## DESCRIPTION OF THE TASK
List each line of the data that holds the string "field".
##### SUPPLIED RECORDS #####
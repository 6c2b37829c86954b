//! # Project files
//!
//! A project file stores the kinematic configuration and waypoints of a
//! model as XML:
//!
//! ```xml
//! <?xml version="1.0" encoding="UTF-8"?>
//! <Trajectory dt="0.05" velocity="4" acceleration="3" jerk="60"
//!             wheelBaseW="1.464" wheelBaseD="1.464" fitMethod="HERMITE_CUBIC"
//!             driveBase="TANK" units="FEET">
//!   <Waypoint>
//!     <X>0</X>
//!     <Y>0</Y>
//!     <Angle>0</Angle>
//!   </Waypoint>
//! </Trajectory>
//! ```
//!
//! Angles are in radians. Every other value is in the project's unit.

// ---------------------------------------------------------------------------
// MODULES
// ---------------------------------------------------------------------------

pub mod bot;

// ---------------------------------------------------------------------------
// IMPORTS
// ---------------------------------------------------------------------------

use log::trace;
use serde::{Deserialize, Serialize};
use std::{
    ffi::OsString,
    fs,
    path::{Path, PathBuf},
    str::FromStr,
};

use crate::{
    config::KinematicConfig,
    error::ProfileError,
    path::Waypoint,
};

// ---------------------------------------------------------------------------
// CONSTANTS
// ---------------------------------------------------------------------------

pub const PROJECT_EXTENSION: &str = "xml";

const XML_DECLARATION: &str = r#"<?xml version="1.0" encoding="UTF-8"?>"#;

// ---------------------------------------------------------------------------
// DATA STRUCTURES
// ---------------------------------------------------------------------------

/// On disk layout of a project.
///
/// Values are kept as text so that a malformed number can be reported as an
/// invalid argument rather than a syntax error.
#[derive(Debug, Serialize, Deserialize)]
#[serde(rename = "Trajectory")]
struct ProjectDoc {
    #[serde(rename = "@dt")]
    dt: String,

    #[serde(rename = "@velocity")]
    velocity: String,

    #[serde(rename = "@acceleration")]
    acceleration: String,

    #[serde(rename = "@jerk")]
    jerk: String,

    #[serde(rename = "@wheelBaseW")]
    wheel_base_w: String,

    #[serde(rename = "@wheelBaseD")]
    wheel_base_d: String,

    #[serde(rename = "@fitMethod")]
    fit_method: String,

    #[serde(rename = "@driveBase")]
    drive_base: String,

    #[serde(rename = "@units")]
    units: String,

    #[serde(rename = "Waypoint", default)]
    waypoints: Vec<WaypointDoc>,
}

#[derive(Debug, Serialize, Deserialize)]
struct WaypointDoc {
    #[serde(rename = "X")]
    x: String,

    #[serde(rename = "Y")]
    y: String,

    #[serde(rename = "Angle")]
    angle: String,
}

// ---------------------------------------------------------------------------
// IMPLEMENTATIONS
// ---------------------------------------------------------------------------

impl ProjectDoc {
    fn new(config: &KinematicConfig, waypoints: &[Waypoint]) -> Self {
        Self {
            dt: config.dt.to_string(),
            velocity: config.max_vel.to_string(),
            acceleration: config.max_acc.to_string(),
            jerk: config.max_jerk.to_string(),
            wheel_base_w: config.wheel_base_w.to_string(),
            wheel_base_d: config.wheel_base_d.to_string(),
            fit_method: config.fit.token().into(),
            drive_base: config.drive.token().into(),
            units: config.unit.token().into(),
            waypoints: waypoints
                .iter()
                .map(|wp| WaypointDoc {
                    x: wp.x.to_string(),
                    y: wp.y.to_string(),
                    angle: wp.angle_rad.to_string(),
                })
                .collect(),
        }
    }

    fn into_model(self) -> Result<(KinematicConfig, Vec<Waypoint>), ProfileError> {
        let config = KinematicConfig {
            dt: parse_number("dt", &self.dt)?,
            max_vel: parse_number("velocity", &self.velocity)?,
            max_acc: parse_number("acceleration", &self.acceleration)?,
            max_jerk: parse_number("jerk", &self.jerk)?,
            wheel_base_w: parse_number("wheelBaseW", &self.wheel_base_w)?,
            wheel_base_d: parse_number("wheelBaseD", &self.wheel_base_d)?,
            fit: self.fit_method.parse()?,
            drive: self.drive_base.parse()?,
            unit: self.units.parse()?,
        };

        let waypoints = self
            .waypoints
            .iter()
            .map(|wp| {
                Ok(Waypoint::new(
                    parse_number("X", &wp.x)?,
                    parse_number("Y", &wp.y)?,
                    parse_number("Angle", &wp.angle)?,
                ))
            })
            .collect::<Result<Vec<_>, ProfileError>>()?;

        Ok((config, waypoints))
    }
}

// ---------------------------------------------------------------------------
// PUBLIC FUNCTIONS
// ---------------------------------------------------------------------------

/// Render a project as XML text.
pub fn to_xml(config: &KinematicConfig, waypoints: &[Waypoint]) -> Result<String, ProfileError> {
    let mut xml = String::from(XML_DECLARATION);
    xml.push('\n');

    let mut ser = quick_xml::se::Serializer::new(&mut xml);
    ser.indent(' ', 2);

    ProjectDoc::new(config, waypoints)
        .serialize(ser)
        .map_err(|e| ProfileError::InvalidArgument(format!("Cannot serialise project: {}", e)))?;

    xml.push('\n');
    Ok(xml)
}

/// Parse a project from XML text.
pub fn from_xml(xml: &str) -> Result<(KinematicConfig, Vec<Waypoint>), ProfileError> {
    let doc: ProjectDoc = quick_xml::de::from_str(xml)
        .map_err(|e| ProfileError::ParseFailure(format!("Malformed project file: {}", e)))?;

    doc.into_model()
}

/// Read a project file.
pub fn read_project(path: &Path) -> Result<(KinematicConfig, Vec<Waypoint>), ProfileError> {
    let xml = fs::read_to_string(path)?;
    trace!("Read {} bytes from {:?}", xml.len(), path);

    from_xml(&xml)
}

/// Write a project file, creating any missing parent directories.
pub fn write_project(
    path: &Path,
    config: &KinematicConfig,
    waypoints: &[Waypoint],
) -> Result<(), ProfileError> {
    let xml = to_xml(config, waypoints)?;

    if let Some(parent) = path.parent() {
        if !parent.as_os_str().is_empty() {
            fs::create_dir_all(parent)?;
        }
    }

    fs::write(path, xml)?;
    trace!("Wrote project to {:?}", path);

    Ok(())
}

/// Append `.xml` to the path unless it already has that extension.
pub fn with_project_extension(path: &Path) -> PathBuf {
    match path.extension() {
        Some(ext) if ext.eq_ignore_ascii_case(PROJECT_EXTENSION) => path.to_path_buf(),
        _ => {
            let mut name = OsString::from(path.as_os_str());
            name.push(".");
            name.push(PROJECT_EXTENSION);
            PathBuf::from(name)
        }
    }
}

// ---------------------------------------------------------------------------
// PRIVATE FUNCTIONS
// ---------------------------------------------------------------------------

fn parse_number(field: &str, text: &str) -> Result<f64, ProfileError> {
    f64::from_str(text.trim()).map_err(|e| {
        ProfileError::InvalidArgument(format!("{} is not a number (\"{}\"): {}", field, text, e))
    })
}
#####
## OUTPUT OF THE TASK
fn parse_number(field: &str, text: &str) -> Result<f64, ProfileError> {
        ProfileError::InvalidArgument(format!("{} is not a number (\"{}\"): {}", field, text, e))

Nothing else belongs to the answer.